Citigroup's Services division has emerged as a cornerstone of stability, delivering net income of 2,2 billion dollars in the first quarter of 2026 with a return on tangible common equity of 27 percent, underscoring its role in attracting deposits and flows during uncertain times. This performance reflects deeper structural shifts within the bank, where cross-border transactions grew 12 percent and deposits expanded 16 percent, drawing institutional clients seeking reliable custody and administration amid global disruptions. The mechanism hinges on Citi's vast network spanning 180 countries, enabling it to capture operating deposits that fuel low-cost funding while rivals grapple with volatile liabilities. In practice, this translates to assets under custody and administration surging over 20 percent, as treasurers prioritise custodians with proven resilience in crises.
Geopolitical tensions and macroeconomic headwinds have consistently triggered capital reallocations towards established players, a pattern evident in prior episodes like the 2022 energy shocks and 2024 supply chain fractures. During such flights, quality manifests in operational reliability: Citi's mandate wins jumped 40 percent, signalling trust in its execution amid fragmented trade flows. Deposits, often overlooked as a defensive asset, become prized when short-term rates spike and liquidity dries up elsewhere; Citi's average deposits rose 4 percent in recent periods, bolstered by relationship transfers and higher client balances up 8 percent. This inflow supports a cost of credit at 2,8 billion dollars firm-wide, with U.S. card losses guided at 4,0 to 4,5 percent, demonstrating prudent risk management.
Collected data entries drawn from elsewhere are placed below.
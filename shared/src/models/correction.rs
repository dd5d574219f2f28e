//! Local "reset to zero" correction of negative stock rows

use rust_decimal::Decimal;

use super::DerivedRow;

/// Notice shown when there is nothing to reset
pub const NO_NEGATIVE_STOCK_NOTICE: &str = "No negative stock items to reset.";

/// Whether the reset needs the user's confirmation before it may run.
/// Only a non-empty table can be mutated, so that is the whole rule.
pub fn reset_requires_confirmation(rows: &[DerivedRow]) -> bool {
    !rows.is_empty()
}

/// Prompt shown before resetting `count` rows
pub fn confirmation_prompt(count: usize) -> String {
    format!(
        "Reset stock to zero for {} negative stock item(s)? Need will be set to the full quantity.",
        count
    )
}

/// Quantity a corrected row needs: `qty`, else `best_sell`, else zero
pub fn correction_qty(row: &DerivedRow) -> Decimal {
    row.qty.or(row.best_sell).unwrap_or(Decimal::ZERO)
}

/// Zero the stock of every row and make the full quantity the need.
///
/// Touches only the rows passed in. Returns the number of corrected rows.
pub fn reset_negative_stock(rows: &mut [DerivedRow]) -> usize {
    for row in rows.iter_mut() {
        let qty = correction_qty(row);
        row.on_stock = Decimal::ZERO;
        row.need = qty;
        row.overload = Decimal::ZERO;
    }
    rows.len()
}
Jane Fraser's leadership since 2021 has intensified this positioning through a sweeping transformation, completing over 80 percent of a multiyear overhaul that simplifies processes and embeds AI for efficiency. Headcount reductions, including nearly 500 million dollars in severance in Q1 2026, accompany automation that eliminates redundant roles while preserving client-facing expertise. Fraser's internal directives demand a commercial mindset, urging staff to secure the full wallet rather than secondary positions, directly enhancing deposit and flow capture. This cultural pivot addresses longstanding critiques of Citi's inefficiency, where returns lagged peers; now, with an efficiency ratio of 58 percent and ROTCE at 13,1 percent, the bank edges towards its 10 to 11 percent full-year 2026 target.
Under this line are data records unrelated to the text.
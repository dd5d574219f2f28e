//! Shared types and models for the Item Weight Measure form
//!
//! This crate contains the request/result models and the pure form workflow
//! shared between the backend form host and the browser (via WASM).

pub mod models;
pub mod types;
pub mod validation;

pub use models::*;
pub use types::*;
pub use validation::*;
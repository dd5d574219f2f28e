//! Summary returned after a report cycle completes

use serde::{Deserialize, Serialize};
use uuid::Uuid;

use super::{NormalizedResults, ResolvedQuery, ResponseShape, ResultCollections};

#[derive(Debug, Clone, Serialize, Deserialize, PartialEq, Eq)]
pub struct GenerationSummary {
    pub cycle_id: Uuid,
    pub response_shape: ResponseShape,
    pub items_evaluated: usize,
    pub items_with_best_month: usize,
    pub negative_stock_count: usize,
    pub overload_count: usize,
    pub date_range: String,
    pub company: String,
    pub warehouse: Option<String>,
}

impl GenerationSummary {
    pub fn new(
        cycle_id: Uuid,
        query: &ResolvedQuery,
        report: &NormalizedResults,
        collections: &ResultCollections,
    ) -> Self {
        let counts = collections.counts();
        Self {
            cycle_id,
            response_shape: report.shape,
            items_evaluated: report.items_evaluated,
            items_with_best_month: counts.items,
            negative_stock_count: counts.negative_stock_items,
            overload_count: counts.overload_items,
            date_range: query.range().to_string(),
            company: query.company.clone(),
            warehouse: query.warehouse.clone(),
        }
    }
}
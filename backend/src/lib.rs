//! Item Weight Measure form host
//!
//! Holds the single Item Weight Measure form, runs best-month report
//! cycles against the ERP and exposes the form actions over HTTP.

use axum::{routing::get, Router};
use std::sync::Arc;
use tower_http::{
    cors::{Any, CorsLayer},
    trace::TraceLayer,
};

pub mod config;
pub mod error;
pub mod external;
pub mod handlers;
pub mod routes;
pub mod services;

pub use config::Config;
pub use services::ItemWeightMeasureService;

/// Application state shared across handlers
#[derive(Clone)]
pub struct AppState {
    pub config: Arc<Config>,
    pub form: ItemWeightMeasureService,
}

/// Create the application router with all routes and middleware
pub fn create_app(state: AppState) -> Router {
    // CORS configuration
    let cors = CorsLayer::new()
        .allow_origin(Any)
        .allow_methods(Any)
        .allow_headers(Any);

    Router::new()
        .route("/", get(root))
        .route("/health", get(health_check))
        .nest("/api/v1", routes::api_routes())
        .layer(TraceLayer::new_for_http())
        .layer(cors)
        .with_state(state)
}

/// Root endpoint
async fn root() -> &'static str {
    "Item Weight Measure API v1.0"
}

/// Health check endpoint
async fn health_check() -> &'static str {
    "OK"
}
Historical Context and Strategic Evolution
Citigroup's pedigree as a global powerhouse traces to its merger origins, but pre-Fraser eras suffered from sprawl: sprawling consumer banking, regulatory fines exceeding 10 billion dollars post-2008, and returns mired below 5 percent. Fraser's 2021 ascent marked a pivot to five core businesses-Services, Markets, Banking, U.S. Personal Banking, Wealth-exiting non-core personal banking in 14 markets to focus on institutional strengths. This refocus amplified Services as the crown jewel, generating 17 percent revenue growth in Q1 2026 on 40 percent mandate expansion, as clients consolidate with fewer, trusted providers. Markets complemented with 7 billion dollars revenue up 19 percent and 2,6 billion dollars net income, thriving on volatility that funnels trades to liquid platforms.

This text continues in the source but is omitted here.